┌─ Provided records

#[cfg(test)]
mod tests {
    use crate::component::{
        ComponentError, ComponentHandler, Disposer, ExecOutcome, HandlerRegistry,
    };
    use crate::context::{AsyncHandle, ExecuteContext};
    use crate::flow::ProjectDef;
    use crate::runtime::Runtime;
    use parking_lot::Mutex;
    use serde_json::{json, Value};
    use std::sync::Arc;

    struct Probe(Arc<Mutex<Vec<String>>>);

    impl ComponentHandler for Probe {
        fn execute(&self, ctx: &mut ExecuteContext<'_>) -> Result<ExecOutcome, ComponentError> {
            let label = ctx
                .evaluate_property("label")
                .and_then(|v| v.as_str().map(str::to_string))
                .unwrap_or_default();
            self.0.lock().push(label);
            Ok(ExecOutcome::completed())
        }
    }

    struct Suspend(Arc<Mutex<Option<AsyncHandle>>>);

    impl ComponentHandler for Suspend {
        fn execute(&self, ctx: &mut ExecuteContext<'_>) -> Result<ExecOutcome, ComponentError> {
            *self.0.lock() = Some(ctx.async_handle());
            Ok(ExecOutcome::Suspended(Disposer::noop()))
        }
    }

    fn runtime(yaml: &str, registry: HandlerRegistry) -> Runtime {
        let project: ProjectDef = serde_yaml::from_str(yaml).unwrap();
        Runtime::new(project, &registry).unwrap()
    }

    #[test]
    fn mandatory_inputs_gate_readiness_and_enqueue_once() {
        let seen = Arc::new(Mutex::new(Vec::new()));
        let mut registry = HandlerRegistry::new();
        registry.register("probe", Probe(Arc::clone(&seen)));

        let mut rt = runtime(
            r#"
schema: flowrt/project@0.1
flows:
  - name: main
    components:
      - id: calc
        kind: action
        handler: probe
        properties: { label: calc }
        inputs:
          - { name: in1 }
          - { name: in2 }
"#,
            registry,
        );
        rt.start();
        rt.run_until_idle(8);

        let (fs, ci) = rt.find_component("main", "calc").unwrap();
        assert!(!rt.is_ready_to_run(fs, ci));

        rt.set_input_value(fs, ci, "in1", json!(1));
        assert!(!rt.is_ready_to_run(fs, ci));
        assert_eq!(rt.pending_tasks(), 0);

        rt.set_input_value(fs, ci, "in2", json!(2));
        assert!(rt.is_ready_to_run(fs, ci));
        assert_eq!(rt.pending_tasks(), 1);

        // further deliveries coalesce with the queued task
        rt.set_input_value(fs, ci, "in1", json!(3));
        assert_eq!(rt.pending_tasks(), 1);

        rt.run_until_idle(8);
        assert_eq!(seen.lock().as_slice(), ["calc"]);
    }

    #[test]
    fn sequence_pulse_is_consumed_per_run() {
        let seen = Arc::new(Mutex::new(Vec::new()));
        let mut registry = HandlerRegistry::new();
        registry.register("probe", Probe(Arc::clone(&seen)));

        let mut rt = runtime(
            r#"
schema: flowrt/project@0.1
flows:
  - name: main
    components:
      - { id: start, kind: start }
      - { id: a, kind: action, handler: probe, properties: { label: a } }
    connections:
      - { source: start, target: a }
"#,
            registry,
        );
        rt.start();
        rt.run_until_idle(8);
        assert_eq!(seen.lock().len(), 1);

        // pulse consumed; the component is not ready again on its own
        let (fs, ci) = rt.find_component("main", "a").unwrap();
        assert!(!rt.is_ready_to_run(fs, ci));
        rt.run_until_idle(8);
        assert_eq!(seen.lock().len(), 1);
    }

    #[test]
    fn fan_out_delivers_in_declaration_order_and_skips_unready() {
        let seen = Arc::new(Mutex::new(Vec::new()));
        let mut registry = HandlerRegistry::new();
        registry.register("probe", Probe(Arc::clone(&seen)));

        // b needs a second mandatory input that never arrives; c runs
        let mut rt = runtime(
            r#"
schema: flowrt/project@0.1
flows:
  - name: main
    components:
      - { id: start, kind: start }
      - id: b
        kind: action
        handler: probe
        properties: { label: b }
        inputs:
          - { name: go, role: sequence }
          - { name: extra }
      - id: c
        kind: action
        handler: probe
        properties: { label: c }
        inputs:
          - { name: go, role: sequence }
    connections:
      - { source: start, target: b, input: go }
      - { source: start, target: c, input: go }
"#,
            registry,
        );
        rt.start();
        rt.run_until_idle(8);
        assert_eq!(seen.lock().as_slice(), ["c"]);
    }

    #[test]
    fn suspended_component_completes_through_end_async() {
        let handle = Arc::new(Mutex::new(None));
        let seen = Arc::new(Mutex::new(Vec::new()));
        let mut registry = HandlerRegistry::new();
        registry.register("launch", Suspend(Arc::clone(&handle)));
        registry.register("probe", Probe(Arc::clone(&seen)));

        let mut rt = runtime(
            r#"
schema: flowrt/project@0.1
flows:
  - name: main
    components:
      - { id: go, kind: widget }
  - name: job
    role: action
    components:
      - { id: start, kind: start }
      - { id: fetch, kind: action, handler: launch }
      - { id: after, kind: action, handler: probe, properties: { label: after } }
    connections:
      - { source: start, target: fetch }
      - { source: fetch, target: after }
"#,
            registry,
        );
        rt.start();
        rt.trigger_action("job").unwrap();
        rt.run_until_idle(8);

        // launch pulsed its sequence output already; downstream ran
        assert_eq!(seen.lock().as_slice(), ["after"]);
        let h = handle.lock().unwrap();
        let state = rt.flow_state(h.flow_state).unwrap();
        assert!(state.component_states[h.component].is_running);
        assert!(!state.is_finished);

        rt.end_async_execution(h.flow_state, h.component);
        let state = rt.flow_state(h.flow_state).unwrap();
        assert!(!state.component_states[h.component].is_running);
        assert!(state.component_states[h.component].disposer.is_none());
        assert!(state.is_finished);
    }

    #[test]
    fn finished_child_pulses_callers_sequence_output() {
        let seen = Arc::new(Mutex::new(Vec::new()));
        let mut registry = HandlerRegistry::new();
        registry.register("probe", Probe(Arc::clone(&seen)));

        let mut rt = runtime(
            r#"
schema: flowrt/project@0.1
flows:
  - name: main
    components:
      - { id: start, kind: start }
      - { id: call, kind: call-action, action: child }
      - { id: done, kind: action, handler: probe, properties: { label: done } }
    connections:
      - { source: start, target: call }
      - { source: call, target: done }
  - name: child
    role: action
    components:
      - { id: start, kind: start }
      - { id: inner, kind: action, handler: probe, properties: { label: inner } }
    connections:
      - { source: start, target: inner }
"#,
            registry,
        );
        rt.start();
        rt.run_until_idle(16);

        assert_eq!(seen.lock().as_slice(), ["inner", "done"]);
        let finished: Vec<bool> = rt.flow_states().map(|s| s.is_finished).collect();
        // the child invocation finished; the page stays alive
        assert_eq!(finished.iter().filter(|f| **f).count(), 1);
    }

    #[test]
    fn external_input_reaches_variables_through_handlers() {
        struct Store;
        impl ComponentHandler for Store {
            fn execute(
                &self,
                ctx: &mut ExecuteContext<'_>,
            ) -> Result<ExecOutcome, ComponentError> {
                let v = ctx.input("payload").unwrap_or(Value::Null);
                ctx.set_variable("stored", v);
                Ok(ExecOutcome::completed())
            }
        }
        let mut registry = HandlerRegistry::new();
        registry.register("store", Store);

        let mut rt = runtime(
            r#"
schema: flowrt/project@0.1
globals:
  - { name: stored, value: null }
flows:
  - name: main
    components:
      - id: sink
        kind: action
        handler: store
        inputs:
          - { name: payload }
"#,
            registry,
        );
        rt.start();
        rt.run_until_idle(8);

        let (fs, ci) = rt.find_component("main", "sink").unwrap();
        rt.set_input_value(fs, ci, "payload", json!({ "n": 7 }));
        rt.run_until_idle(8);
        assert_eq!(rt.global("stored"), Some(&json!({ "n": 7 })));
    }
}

└─

> **Brief**
Write out every record exactly as it appears above.

> **Result for this task**
#[cfg(test)]
mod tests {
    use crate::component::{
        ComponentError, ComponentHandler, Disposer, ExecOutcome, HandlerRegistry,
    };
    use crate::context::{AsyncHandle, ExecuteContext};
    use crate::flow::ProjectDef;
    use crate::runtime::Runtime;
    use parking_lot::Mutex;
    use serde_json::{json, Value};
    use std::sync::Arc;

    struct Probe(Arc<Mutex<Vec<String>>>);

    impl ComponentHandler for Probe {
        fn execute(&self, ctx: &mut ExecuteContext<'_>) -> Result<ExecOutcome, ComponentError> {
            let label = ctx
                .evaluate_property("label")
                .and_then(|v| v.as_str().map(str::to_string))
                .unwrap_or_default();
            self.0.lock().push(label);
            Ok(ExecOutcome::completed())
        }
    }

    struct Suspend(Arc<Mutex<Option<AsyncHandle>>>);

    impl ComponentHandler for Suspend {
        fn execute(&self, ctx: &mut ExecuteContext<'_>) -> Result<ExecOutcome, ComponentError> {
            *self.0.lock() = Some(ctx.async_handle());
            Ok(ExecOutcome::Suspended(Disposer::noop()))
        }
    }

    fn runtime(yaml: &str, registry: HandlerRegistry) -> Runtime {
        let project: ProjectDef = serde_yaml::from_str(yaml).unwrap();
        Runtime::new(project, &registry).unwrap()
    }

    #[test]
    fn mandatory_inputs_gate_readiness_and_enqueue_once() {
        let seen = Arc::new(Mutex::new(Vec::new()));
        let mut registry = HandlerRegistry::new();
        registry.register("probe", Probe(Arc::clone(&seen)));

        let mut rt = runtime(
            r#"
schema: flowrt/project@0.1
flows:
  - name: main
    components:
      - id: calc
        kind: action
        handler: probe
        properties: { label: calc }
        inputs:
          - { name: in1 }
          - { name: in2 }
"#,
            registry,
        );
        rt.start();
        rt.run_until_idle(8);

        let (fs, ci) = rt.find_component("main", "calc").unwrap();
        assert!(!rt.is_ready_to_run(fs, ci));

        rt.set_input_value(fs, ci, "in1", json!(1));
        assert!(!rt.is_ready_to_run(fs, ci));
        assert_eq!(rt.pending_tasks(), 0);

        rt.set_input_value(fs, ci, "in2", json!(2));
        assert!(rt.is_ready_to_run(fs, ci));
        assert_eq!(rt.pending_tasks(), 1);

        // further deliveries coalesce with the queued task
        rt.set_input_value(fs, ci, "in1", json!(3));
        assert_eq!(rt.pending_tasks(), 1);

        rt.run_until_idle(8);
        assert_eq!(seen.lock().as_slice(), ["calc"]);
    }

    #[test]
    fn sequence_pulse_is_consumed_per_run() {
        let seen = Arc::new(Mutex::new(Vec::new()));
        let mut registry = HandlerRegistry::new();
        registry.register("probe", Probe(Arc::clone(&seen)));

        let mut rt = runtime(
            r#"
schema: flowrt/project@0.1
flows:
  - name: main
    components:
      - { id: start, kind: start }
      - { id: a, kind: action, handler: probe, properties: { label: a } }
    connections:
      - { source: start, target: a }
"#,
            registry,
        );
        rt.start();
        rt.run_until_idle(8);
        assert_eq!(seen.lock().len(), 1);

        // pulse consumed; the component is not ready again on its own
        let (fs, ci) = rt.find_component("main", "a").unwrap();
        assert!(!rt.is_ready_to_run(fs, ci));
        rt.run_until_idle(8);
        assert_eq!(seen.lock().len(), 1);
    }

    #[test]
    fn fan_out_delivers_in_declaration_order_and_skips_unready() {
        let seen = Arc::new(Mutex::new(Vec::new()));
        let mut registry = HandlerRegistry::new();
        registry.register("probe", Probe(Arc::clone(&seen)));

        // b needs a second mandatory input that never arrives; c runs
        let mut rt = runtime(
            r#"
schema: flowrt/project@0.1
flows:
  - name: main
    components:
      - { id: start, kind: start }
      - id: b
        kind: action
        handler: probe
        properties: { label: b }
        inputs:
          - { name: go, role: sequence }
          - { name: extra }
      - id: c
        kind: action
        handler: probe
        properties: { label: c }
        inputs:
          - { name: go, role: sequence }
    connections:
      - { source: start, target: b, input: go }
      - { source: start, target: c, input: go }
"#,
            registry,
        );
        rt.start();
        rt.run_until_idle(8);
        assert_eq!(seen.lock().as_slice(), ["c"]);
    }

    #[test]
    fn suspended_component_completes_through_end_async() {
        let handle = Arc::new(Mutex::new(None));
        let seen = Arc::new(Mutex::new(Vec::new()));
        let mut registry = HandlerRegistry::new();
        registry.register("launch", Suspend(Arc::clone(&handle)));
        registry.register("probe", Probe(Arc::clone(&seen)));

        let mut rt = runtime(
            r#"
schema: flowrt/project@0.1
flows:
  - name: main
    components:
      - { id: go, kind: widget }
  - name: job
    role: action
    components:
      - { id: start, kind: start }
      - { id: fetch, kind: action, handler: launch }
      - { id: after, kind: action, handler: probe, properties: { label: after } }
    connections:
      - { source: start, target: fetch }
      - { source: fetch, target: after }
"#,
            registry,
        );
        rt.start();
        rt.trigger_action("job").unwrap();
        rt.run_until_idle(8);

        // launch pulsed its sequence output already; downstream ran
        assert_eq!(seen.lock().as_slice(), ["after"]);
        let h = handle.lock().unwrap();
        let state = rt.flow_state(h.flow_state).unwrap();
        assert!(state.component_states[h.component].is_running);
        assert!(!state.is_finished);

        rt.end_async_execution(h.flow_state, h.component);
        let state = rt.flow_state(h.flow_state).unwrap();
        assert!(!state.component_states[h.component].is_running);
        assert!(state.component_states[h.component].disposer.is_none());
        assert!(state.is_finished);
    }

    #[test]
    fn finished_child_pulses_callers_sequence_output() {
        let seen = Arc::new(Mutex::new(Vec::new()));
        let mut registry = HandlerRegistry::new();
        registry.register("probe", Probe(Arc::clone(&seen)));

        let mut rt = runtime(
            r#"
schema: flowrt/project@0.1
flows:
  - name: main
    components:
      - { id: start, kind: start }
      - { id: call, kind: call-action, action: child }
      - { id: done, kind: action, handler: probe, properties: { label: done } }
    connections:
      - { source: start, target: call }
      - { source: call, target: done }
  - name: child
    role: action
    components:
      - { id: start, kind: start }
      - { id: inner, kind: action, handler: probe, properties: { label: inner } }
    connections:
      - { source: start, target: inner }
"#,
            registry,
        );
        rt.start();
        rt.run_until_idle(16);

        assert_eq!(seen.lock().as_slice(), ["inner", "done"]);
        let finished: Vec<bool> = rt.flow_states().map(|s| s.is_finished).collect();
        // the child invocation finished; the page stays alive
        assert_eq!(finished.iter().filter(|f| **f).count(), 1);
    }

    #[test]
    fn external_input_reaches_variables_through_handlers() {
        struct Store;
        impl ComponentHandler for Store {
            fn execute(
                &self,
                ctx: &mut ExecuteContext<'_>,
            ) -> Result<ExecOutcome, ComponentError> {
                let v = ctx.input("payload").unwrap_or(Value::Null);
                ctx.set_variable("stored", v);
                Ok(ExecOutcome::completed())
            }
        }
        let mut registry = HandlerRegistry::new();
        registry.register("store", Store);

        let mut rt = runtime(
            r#"
schema: flowrt/project@0.1
globals:
  - { name: stored, value: null }
flows:
  - name: main
    components:
      - id: sink
        kind: action
        handler: store
        inputs:
          - { name: payload }
"#,
            registry,
        );
        rt.start();
        rt.run_until_idle(8);

        let (fs, ci) = rt.find_component("main", "sink").unwrap();
        rt.set_input_value(fs, ci, "payload", json!({ "n": 7 }));
        rt.run_until_idle(8);
        assert_eq!(rt.global("stored"), Some(&json!({ "n": 7 })));
    }
}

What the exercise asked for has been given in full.